YOUR GOAL.
A complete and exact copy of the data below is the task.

Saved entries.
================================

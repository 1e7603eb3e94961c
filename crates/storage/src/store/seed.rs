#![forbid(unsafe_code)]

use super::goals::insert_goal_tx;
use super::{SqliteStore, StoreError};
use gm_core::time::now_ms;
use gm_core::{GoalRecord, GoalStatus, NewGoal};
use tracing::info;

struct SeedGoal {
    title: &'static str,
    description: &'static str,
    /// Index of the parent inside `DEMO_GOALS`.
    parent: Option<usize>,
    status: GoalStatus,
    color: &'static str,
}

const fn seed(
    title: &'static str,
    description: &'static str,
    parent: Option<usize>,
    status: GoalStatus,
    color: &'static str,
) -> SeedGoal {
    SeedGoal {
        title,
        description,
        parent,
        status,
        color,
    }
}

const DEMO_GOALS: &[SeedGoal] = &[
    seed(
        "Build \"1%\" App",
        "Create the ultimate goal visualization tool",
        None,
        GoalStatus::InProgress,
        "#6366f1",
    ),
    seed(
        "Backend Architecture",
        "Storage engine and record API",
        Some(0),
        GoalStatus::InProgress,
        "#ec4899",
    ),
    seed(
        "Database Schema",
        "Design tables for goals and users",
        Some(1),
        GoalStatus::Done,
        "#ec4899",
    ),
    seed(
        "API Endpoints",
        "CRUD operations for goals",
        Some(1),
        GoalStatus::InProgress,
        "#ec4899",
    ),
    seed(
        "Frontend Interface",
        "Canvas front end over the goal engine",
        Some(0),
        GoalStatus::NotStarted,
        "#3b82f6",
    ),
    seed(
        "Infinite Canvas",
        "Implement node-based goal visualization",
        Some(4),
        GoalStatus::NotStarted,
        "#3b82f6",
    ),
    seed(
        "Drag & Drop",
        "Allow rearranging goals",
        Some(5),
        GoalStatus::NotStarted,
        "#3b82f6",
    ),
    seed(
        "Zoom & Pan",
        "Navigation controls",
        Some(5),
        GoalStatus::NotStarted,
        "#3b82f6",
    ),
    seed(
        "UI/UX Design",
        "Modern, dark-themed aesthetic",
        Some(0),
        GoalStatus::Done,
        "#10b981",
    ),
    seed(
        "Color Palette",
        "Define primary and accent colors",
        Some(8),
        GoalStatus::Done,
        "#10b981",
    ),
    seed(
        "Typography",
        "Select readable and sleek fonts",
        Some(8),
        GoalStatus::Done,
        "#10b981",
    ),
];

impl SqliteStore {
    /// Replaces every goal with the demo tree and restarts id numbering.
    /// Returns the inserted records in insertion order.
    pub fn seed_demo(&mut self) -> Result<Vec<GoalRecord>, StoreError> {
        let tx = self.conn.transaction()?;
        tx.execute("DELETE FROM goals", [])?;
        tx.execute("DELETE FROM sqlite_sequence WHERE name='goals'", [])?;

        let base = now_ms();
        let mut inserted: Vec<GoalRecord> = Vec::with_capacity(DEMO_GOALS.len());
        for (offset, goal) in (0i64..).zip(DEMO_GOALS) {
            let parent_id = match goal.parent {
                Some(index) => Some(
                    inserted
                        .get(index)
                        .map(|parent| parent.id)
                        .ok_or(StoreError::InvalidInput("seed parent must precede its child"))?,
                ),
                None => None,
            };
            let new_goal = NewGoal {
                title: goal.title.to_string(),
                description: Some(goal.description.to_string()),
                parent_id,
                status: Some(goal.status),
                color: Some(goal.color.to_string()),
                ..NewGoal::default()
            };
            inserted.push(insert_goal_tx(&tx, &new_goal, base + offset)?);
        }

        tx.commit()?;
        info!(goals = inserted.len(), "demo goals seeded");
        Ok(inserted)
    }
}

================================

SOLUTION.
repository 1e7603eb3e94961c
filename crates/storage/src/store/seed.rs
#![forbid(unsafe_code)]

use super::goals::insert_goal_tx;
use super::{SqliteStore, StoreError};
use gm_core::time::now_ms;
use gm_core::{GoalRecord, GoalStatus, NewGoal};
use tracing::info;

struct SeedGoal {
    title: &'static str,
    description: &'static str,
    /// Index of the parent inside `DEMO_GOALS`.
    parent: Option<usize>,
    status: GoalStatus,
    color: &'static str,
}

const fn seed(
    title: &'static str,
    description: &'static str,
    parent: Option<usize>,
    status: GoalStatus,
    color: &'static str,
) -> SeedGoal {
    SeedGoal {
        title,
        description,
        parent,
        status,
        color,
    }
}

const DEMO_GOALS: &[SeedGoal] = &[
    seed(
        "Build \"1%\" App",
        "Create the ultimate goal visualization tool",
        None,
        GoalStatus::InProgress,
        "#6366f1",
    ),
    seed(
        "Backend Architecture",
        "Storage engine and record API",
        Some(0),
        GoalStatus::InProgress,
        "#ec4899",
    ),
    seed(
        "Database Schema",
        "Design tables for goals and users",
        Some(1),
        GoalStatus::Done,
        "#ec4899",
    ),
    seed(
        "API Endpoints",
        "CRUD operations for goals",
        Some(1),
        GoalStatus::InProgress,
        "#ec4899",
    ),
    seed(
        "Frontend Interface",
        "Canvas front end over the goal engine",
        Some(0),
        GoalStatus::NotStarted,
        "#3b82f6",
    ),
    seed(
        "Infinite Canvas",
        "Implement node-based goal visualization",
        Some(4),
        GoalStatus::NotStarted,
        "#3b82f6",
    ),
    seed(
        "Drag & Drop",
        "Allow rearranging goals",
        Some(5),
        GoalStatus::NotStarted,
        "#3b82f6",
    ),
    seed(
        "Zoom & Pan",
        "Navigation controls",
        Some(5),
        GoalStatus::NotStarted,
        "#3b82f6",
    ),
    seed(
        "UI/UX Design",
        "Modern, dark-themed aesthetic",
        Some(0),
        GoalStatus::Done,
        "#10b981",
    ),
    seed(
        "Color Palette",
        "Define primary and accent colors",
        Some(8),
        GoalStatus::Done,
        "#10b981",
    ),
    seed(
        "Typography",
        "Select readable and sleek fonts",
        Some(8),
        GoalStatus::Done,
        "#10b981",
    ),
];

impl SqliteStore {
    /// Replaces every goal with the demo tree and restarts id numbering.
    /// Returns the inserted records in insertion order.
    pub fn seed_demo(&mut self) -> Result<Vec<GoalRecord>, StoreError> {
        let tx = self.conn.transaction()?;
        tx.execute("DELETE FROM goals", [])?;
        tx.execute("DELETE FROM sqlite_sequence WHERE name='goals'", [])?;

        let base = now_ms();
        let mut inserted: Vec<GoalRecord> = Vec::with_capacity(DEMO_GOALS.len());
        for (offset, goal) in (0i64..).zip(DEMO_GOALS) {
            let parent_id = match goal.parent {
                Some(index) => Some(
                    inserted
                        .get(index)
                        .map(|parent| parent.id)
                        .ok_or(StoreError::InvalidInput("seed parent must precede its child"))?,
                ),
                None => None,
            };
            let new_goal = NewGoal {
                title: goal.title.to_string(),
                description: Some(goal.description.to_string()),
                parent_id,
                status: Some(goal.status),
                color: Some(goal.color.to_string()),
                ..NewGoal::default()
            };
            inserted.push(insert_goal_tx(&tx, &new_goal, base + offset)?);
        }

        tx.commit()?;
        info!(goals = inserted.len(), "demo goals seeded");
        Ok(inserted)
    }
}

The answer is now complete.